第6話 夜の闇

「何が起きたか知ってる?」

「よくわからないです……学校にいたら今日は帰れって急に言われて、家に帰ったら誰もいなくて……」

「俺も、朝起きたら誰もいなくて……」


ひろしは言った後でしまった、と思った。齢三十を過ぎた男が実家で両親がいないとうろたえていたエピソードなど、気味が悪いだけである。


「奥さん、早く見つかるといいですね」

「あ、あぁ……」


命拾いをした。否、今訂正しなければとてつもない嘘になるとひろしはさらにうろたえることになった。


「お子さんはいらっしゃらないんですか?」

「うん……まぁね」


ひろしは半年前に仕事を辞め実家に戻り引きこもりに近い生活をしていた。子供はおろか、最後に女性と交際したのは10年も前のことである。


「ご両親はどこにお勤めなの?」

「南の工業団地です、二人とも」

「様子は見に行った?」

美希は首を振った。ひろしと同じように、両親の帰りを待ち続け、救助を待ち続けていたのだ。


「生きてるかもしれないよ?」

「……私だってわかってます、一人娘に会いに来ないことの意味ぐらい」


励ますはずが、まさか自分自身に跳ね返るような銃弾を撃つとは思いもよらなかった。三十過ぎの無職を助けに行こうと思うかどうかはわからないが、未だに何の音沙汰もない両親はすでに人間ではないのだろう。ひろしは考えまいとしていた最悪の結果を自らの言葉で想起してしまった。


「生きよう……何があっても」

「生きてていいことありますかね?」

「あるよ、絶対世の中は元に戻る、多くの人が死んでも、必ず復興する」


既に日は落ちてきている。あと30分ほどで日没である。ちょうど目指していた商業施設に着くのと同じぐらいのタイミングである。食糧はなくとも、そこで一泊しようとひろしは考えていた。


500台の駐車スペースに靴屋、服屋、ドラッグストア、スポーツジム、美容院、ゲーム屋そして大型スーパーが軒を連ねるこの複合施設は、地域の商店街を虫の息にした。


「なんだこれ……」

ひろしと美希は駐車場へのスロープを上がると、その光景に唖然とした。

車が何十台か停められており、一見すると営業中のような姿である。しかし、その車両の合間にところどころゾンビの姿がある。その数は数十。車両に行く手を遮られてうまく抜け出せなくなっているのだ。


「ここはダメだ、引き返そう」

「でもお店沿いに歩けば……ほら、私たちには気づいてないみたいだし」


確かにゾンビたちはひろしたちに気づいていないようだった。彼らは嗅覚や視覚が衰えているのだろうか。


「……よ、よし、ゆっくりいこう」

スポーツジムや靴屋の建物を背にし、駐車場のゾンビ群を監視しながらスーパーへと進んでいく。
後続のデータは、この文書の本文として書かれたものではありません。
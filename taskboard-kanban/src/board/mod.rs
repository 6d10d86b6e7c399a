//! Board commands

mod create;
mod list;
mod load;
mod update;

pub use create::CreateBoard;
pub use list::ListBoards;
pub use load::LoadBoard;
pub use update::UpdateBoard;

use crate::defaults::{is_board_color, BOARD_COLORS};
use crate::error::{BoardError, Result};

/// Reject colors outside the palette
pub(crate) fn require_color(color: &str) -> Result<String> {
    let color = color.trim();
    if !is_board_color(color) {
        return Err(BoardError::validation(
            "color",
            format!("'{color}' is not one of {}", BOARD_COLORS.join(", ")),
        ));
    }
    Ok(color.to_string())
}
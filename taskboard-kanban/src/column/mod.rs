//! Column commands

mod add;
mod rename;

pub use add::AddColumn;
pub use rename::RenameColumn;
難なくスーパーの前にたどり着き、ひろしは安堵と同時に少しゾンビを見下した。こいつらに殺されることなどあるのだろうか、両親には悪いがこいつらに殺されることは相当にどんくさいことである。いや、もしかしたら両親はまだ生きているのかもしれない。そんな希望さえ生まれるほどに、ゾンビはノロマであった。


スーパーの自動ドアにはコンビニと同じように椅子やらカートやらのバリケードが作られていた。ひろしはどこかに入れる場所がないか探す。


窓ガラスが割れている一角から中の様子を伺ってみる。既に日は落ちている。西の空がかすかに橙色に見えるだけだ。暗くて中が見えないと窓ガラスから顔を入れるとナイフが目の前に飛んできた。


「誰だ」

先端に包丁をつけたモップを突き出し、ひろしに敵意を向ける男がいた。


「あ、あの……怪しい者じゃないです」

「人間か?」

「はい……」

「ここで何をしている」

「あの、食糧を……探して……」

いつの間にかかたわらに美希が来ていた。しかし目の前の光景に緊張し、立ちすくんでいる。


「ここには何も無い、出ていけ」

「あの……もう日が暮れてきたので、1泊だけできませんか?」

「ダメだ、もう時間がない」

「時間……?」


「日没になるとやつらは暴走する」

「やつらって……?」


「ひろしさん!!」

美希が叫んだ。


窓ガラスから顔を抜き出し、振り向くと、駐車場のゾンビたちの眼光が赤く光り、彼らの体が細かく痙攣しているのが見えた。


ゆっくりとゾンビたちがひろしたちの方を向いて歩き始めた。心なしか足の回転が速くなり始めている。まるで走り幅跳びをする時のようにゆったりとした助走から徐々にペースが上がっている。


「お願いです!開けてください!」

ひろしは叫んだ。


「お願いします!お願いします!」

ひろしと美希の懇願は夜空に響いていった。